[What you need to do] Output all the data exactly.

[Records to process]

pub mod health;

use axum::{
    routing::{get, post},
    Router,
};

use crate::state::AppState;
use crate::triage::handlers;

pub fn build_router(state: AppState) -> Router {
    Router::new()
        .route("/health", get(health::health_handler))
        // Inbox triage
        .route(
            "/v1/inbox-items",
            get(handlers::handle_list_items).post(handlers::handle_create_item),
        )
        .route("/v1/inbox-items/:id", get(handlers::handle_get_item))
        .route(
            "/v1/inbox-items/:id/reprocess",
            post(handlers::handle_reprocess),
        )
        .route("/v1/inbox-items/:id/confirm", post(handlers::handle_confirm))
        .route("/v1/inbox-items/:id/dismiss", post(handlers::handle_dismiss))
        .with_state(state)
}

#[cfg(test)]
mod tests {
    use std::sync::Arc;

    use axum::body::{to_bytes, Body};
    use axum::http::{Request, StatusCode};
    use serde_json::{json, Value};
    use tower::ServiceExt;
    use uuid::Uuid;

    use super::*;
    use crate::repository::memory::MemoryStore;
    use crate::triage::service::InboxTriage;

    fn app(store: &MemoryStore) -> Router {
        let store = Arc::new(store.clone());
        let triage = InboxTriage::new(store.clone(), store.clone(), store, None);
        build_router(AppState {
            triage: Arc::new(triage),
        })
    }

    async fn send(app: Router, method: &str, uri: &str, body: Option<Value>) -> (StatusCode, Value) {
        let request = Request::builder()
            .method(method)
            .uri(uri)
            .header("content-type", "application/json");
        let request = match body {
            Some(b) => request.body(Body::from(b.to_string())).unwrap(),
            None => request.body(Body::empty()).unwrap(),
        };
        let response = app.oneshot(request).await.unwrap();
        let status = response.status();
        let bytes = to_bytes(response.into_body(), usize::MAX).await.unwrap();
        let value = if bytes.is_empty() {
            Value::Null
        } else {
            serde_json::from_slice(&bytes).unwrap()
        };
        (status, value)
    }

    #[tokio::test]
    async fn test_health() {
        let (status, body) = send(app(&MemoryStore::new()), "GET", "/health", None).await;
        assert_eq!(status, StatusCode::OK);
        assert_eq!(body["status"], "ok");
    }

    #[tokio::test]
    async fn test_create_then_get_round_trip_uses_camel_case() {
        let store = MemoryStore::new();
        let user = store.add_user("pt-BR", "UTC");

        let (status, created) = send(
            app(&store),
            "POST",
            "/v1/inbox-items",
            Some(json!({"userId": user, "rawText": " comprar pao ", "source": "share"})),
        )
        .await;
        assert_eq!(status, StatusCode::CREATED);
        assert_eq!(created["rawText"], "comprar pao");
        assert_eq!(created["source"], "share");
        assert_eq!(created["status"], "NEW");

        let id = created["id"].as_str().unwrap();
        let (status, fetched) = send(
            app(&store),
            "GET",
            &format!("/v1/inbox-items/{id}?userId={user}"),
            None,
        )
        .await;
        assert_eq!(status, StatusCode::OK);
        assert_eq!(fetched["id"], created["id"]);
        assert_eq!(fetched["suggestion"], Value::Null);
    }

    #[tokio::test]
    async fn test_error_body_shape() {
        let store = MemoryStore::new();
        let user = store.add_user("pt-BR", "UTC");

        let (status, body) = send(
            app(&store),
            "GET",
            &format!("/v1/inbox-items/{}?userId={user}", Uuid::new_v4()),
            None,
        )
        .await;
        assert_eq!(status, StatusCode::NOT_FOUND);
        assert_eq!(body["error"]["code"], "not_found");

        let (status, body) = send(
            app(&store),
            "POST",
            "/v1/inbox-items",
            Some(json!({"userId": user, "rawText": "x", "source": "fax"})),
        )
        .await;
        assert_eq!(status, StatusCode::BAD_REQUEST);
        assert_eq!(body["error"]["code"], "invalid_source");
    }

    #[tokio::test]
    async fn test_reprocess_without_client_is_server_error() {
        let store = MemoryStore::new();
        let user = store.add_user("pt-BR", "UTC");
        let (_, created) = send(
            app(&store),
            "POST",
            "/v1/inbox-items",
            Some(json!({"userId": user, "rawText": "algo"})),
        )
        .await;
        let id = created["id"].as_str().unwrap();

        let (status, body) = send(
            app(&store),
            "POST",
            &format!("/v1/inbox-items/{id}/reprocess"),
            Some(json!({"userId": user})),
        )
        .await;
        assert_eq!(status, StatusCode::INTERNAL_SERVER_ERROR);
        assert_eq!(body["error"]["code"], "dependency_missing");
    }

    #[tokio::test]
    async fn test_confirm_and_list_over_http() {
        let store = MemoryStore::new();
        let user = store.add_user("pt-BR", "UTC");
        let (_, created) = send(
            app(&store),
            "POST",
            "/v1/inbox-items",
            Some(json!({"userId": user, "rawText": "reuniao sexta"})),
        )
        .await;
        let id = created["id"].as_str().unwrap();

        let (status, body) = send(
            app(&store),
            "POST",
            &format!("/v1/inbox-items/{id}/confirm"),
            Some(json!({
                "userId": user,
                "type": "event",
                "title": "Reuniao",
                "payload": {"start": "2024-05-03T14:00:00Z", "allDay": false}
            })),
        )
        .await;
        assert_eq!(status, StatusCode::OK);
        assert_eq!(body["type"], "event");
        assert_eq!(body["event"]["title"], "Reuniao");
        assert_eq!(body["event"]["sourceInboxItemId"], created["id"]);
        assert!(body.get("task").is_none());

        let (status, list) = send(
            app(&store),
            "GET",
            &format!("/v1/inbox-items?userId={user}&status=CONFIRMED"),
            None,
        )
        .await;
        assert_eq!(status, StatusCode::OK);
        assert_eq!(list["items"].as_array().unwrap().len(), 1);
        assert_eq!(list["items"][0]["suggestion"]["type"], "event");

        let (status, body) = send(
            app(&store),
            "POST",
            &format!("/v1/inbox-items/{id}/dismiss"),
            Some(json!({"userId": user})),
        )
        .await;
        assert_eq!(status, StatusCode::BAD_REQUEST);
        assert_eq!(body["error"]["code"], "invalid_status");
    }
}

[Result of this exercise]
pub mod health;

use axum::{
    routing::{get, post},
    Router,
};

use crate::state::AppState;
use crate::triage::handlers;

pub fn build_router(state: AppState) -> Router {
    Router::new()
        .route("/health", get(health::health_handler))
        // Inbox triage
        .route(
            "/v1/inbox-items",
            get(handlers::handle_list_items).post(handlers::handle_create_item),
        )
        .route("/v1/inbox-items/:id", get(handlers::handle_get_item))
        .route(
            "/v1/inbox-items/:id/reprocess",
            post(handlers::handle_reprocess),
        )
        .route("/v1/inbox-items/:id/confirm", post(handlers::handle_confirm))
        .route("/v1/inbox-items/:id/dismiss", post(handlers::handle_dismiss))
        .with_state(state)
}

#[cfg(test)]
mod tests {
    use std::sync::Arc;

    use axum::body::{to_bytes, Body};
    use axum::http::{Request, StatusCode};
    use serde_json::{json, Value};
    use tower::ServiceExt;
    use uuid::Uuid;

    use super::*;
    use crate::repository::memory::MemoryStore;
    use crate::triage::service::InboxTriage;

    fn app(store: &MemoryStore) -> Router {
        let store = Arc::new(store.clone());
        let triage = InboxTriage::new(store.clone(), store.clone(), store, None);
        build_router(AppState {
            triage: Arc::new(triage),
        })
    }

    async fn send(app: Router, method: &str, uri: &str, body: Option<Value>) -> (StatusCode, Value) {
        let request = Request::builder()
            .method(method)
            .uri(uri)
            .header("content-type", "application/json");
        let request = match body {
            Some(b) => request.body(Body::from(b.to_string())).unwrap(),
            None => request.body(Body::empty()).unwrap(),
        };
        let response = app.oneshot(request).await.unwrap();
        let status = response.status();
        let bytes = to_bytes(response.into_body(), usize::MAX).await.unwrap();
        let value = if bytes.is_empty() {
            Value::Null
        } else {
            serde_json::from_slice(&bytes).unwrap()
        };
        (status, value)
    }

    #[tokio::test]
    async fn test_health() {
        let (status, body) = send(app(&MemoryStore::new()), "GET", "/health", None).await;
        assert_eq!(status, StatusCode::OK);
        assert_eq!(body["status"], "ok");
    }

    #[tokio::test]
    async fn test_create_then_get_round_trip_uses_camel_case() {
        let store = MemoryStore::new();
        let user = store.add_user("pt-BR", "UTC");

        let (status, created) = send(
            app(&store),
            "POST",
            "/v1/inbox-items",
            Some(json!({"userId": user, "rawText": " comprar pao ", "source": "share"})),
        )
        .await;
        assert_eq!(status, StatusCode::CREATED);
        assert_eq!(created["rawText"], "comprar pao");
        assert_eq!(created["source"], "share");
        assert_eq!(created["status"], "NEW");

        let id = created["id"].as_str().unwrap();
        let (status, fetched) = send(
            app(&store),
            "GET",
            &format!("/v1/inbox-items/{id}?userId={user}"),
            None,
        )
        .await;
        assert_eq!(status, StatusCode::OK);
        assert_eq!(fetched["id"], created["id"]);
        assert_eq!(fetched["suggestion"], Value::Null);
    }

    #[tokio::test]
    async fn test_error_body_shape() {
        let store = MemoryStore::new();
        let user = store.add_user("pt-BR", "UTC");

        let (status, body) = send(
            app(&store),
            "GET",
            &format!("/v1/inbox-items/{}?userId={user}", Uuid::new_v4()),
            None,
        )
        .await;
        assert_eq!(status, StatusCode::NOT_FOUND);
        assert_eq!(body["error"]["code"], "not_found");

        let (status, body) = send(
            app(&store),
            "POST",
            "/v1/inbox-items",
            Some(json!({"userId": user, "rawText": "x", "source": "fax"})),
        )
        .await;
        assert_eq!(status, StatusCode::BAD_REQUEST);
        assert_eq!(body["error"]["code"], "invalid_source");
    }

    #[tokio::test]
    async fn test_reprocess_without_client_is_server_error() {
        let store = MemoryStore::new();
        let user = store.add_user("pt-BR", "UTC");
        let (_, created) = send(
            app(&store),
            "POST",
            "/v1/inbox-items",
            Some(json!({"userId": user, "rawText": "algo"})),
        )
        .await;
        let id = created["id"].as_str().unwrap();

        let (status, body) = send(
            app(&store),
            "POST",
            &format!("/v1/inbox-items/{id}/reprocess"),
            Some(json!({"userId": user})),
        )
        .await;
        assert_eq!(status, StatusCode::INTERNAL_SERVER_ERROR);
        assert_eq!(body["error"]["code"], "dependency_missing");
    }

    #[tokio::test]
    async fn test_confirm_and_list_over_http() {
        let store = MemoryStore::new();
        let user = store.add_user("pt-BR", "UTC");
        let (_, created) = send(
            app(&store),
            "POST",
            "/v1/inbox-items",
            Some(json!({"userId": user, "rawText": "reuniao sexta"})),
        )
        .await;
        let id = created["id"].as_str().unwrap();

        let (status, body) = send(
            app(&store),
            "POST",
            &format!("/v1/inbox-items/{id}/confirm"),
            Some(json!({
                "userId": user,
                "type": "event",
                "title": "Reuniao",
                "payload": {"start": "2024-05-03T14:00:00Z", "allDay": false}
            })),
        )
        .await;
        assert_eq!(status, StatusCode::OK);
        assert_eq!(body["type"], "event");
        assert_eq!(body["event"]["title"], "Reuniao");
        assert_eq!(body["event"]["sourceInboxItemId"], created["id"]);
        assert!(body.get("task").is_none());

        let (status, list) = send(
            app(&store),
            "GET",
            &format!("/v1/inbox-items?userId={user}&status=CONFIRMED"),
            None,
        )
        .await;
        assert_eq!(status, StatusCode::OK);
        assert_eq!(list["items"].as_array().unwrap().len(), 1);
        assert_eq!(list["items"][0]["suggestion"]["type"], "event");

        let (status, body) = send(
            app(&store),
            "POST",
            &format!("/v1/inbox-items/{id}/dismiss"),
            Some(json!({"userId": user})),
        )
        .await;
        assert_eq!(status, StatusCode::BAD_REQUEST);
        assert_eq!(body["error"]["code"], "invalid_status");
    }
}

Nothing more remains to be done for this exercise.